- YOUR INSTRUCTIONS
An exact copy of the entries is needed, with every line included.

BEGIN INFORMATION

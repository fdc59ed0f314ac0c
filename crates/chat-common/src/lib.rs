//! # chat-common
//!
//! Shared utilities: client configuration, telemetry and the local settings store.

pub mod config;
pub mod storage;
pub mod telemetry;

// Re-export commonly used types at crate root
pub use config::{
    ApiConfig, AppSettings, BotConfig, CacheConfig, ClientConfig, ConfigError, Environment,
    GatewayConfig, ShardConfig, StorageConfig,
};
pub use storage::{SettingsError, SettingsStore};
pub use telemetry::{try_init_tracing, TracingConfig, TracingError};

END INFORMATION

- EXERCISE RESULT
repository fdc59ed0f314ac0c
filename crates/chat-common/src/lib.rs
//! # chat-common
//!
//! Shared utilities: client configuration, telemetry and the local settings store.

pub mod config;
pub mod storage;
pub mod telemetry;

// Re-export commonly used types at crate root
pub use config::{
    ApiConfig, AppSettings, BotConfig, CacheConfig, ClientConfig, ConfigError, Environment,
    GatewayConfig, ShardConfig, StorageConfig,
};
pub use storage::{SettingsError, SettingsStore};
pub use telemetry::{try_init_tracing, TracingConfig, TracingError};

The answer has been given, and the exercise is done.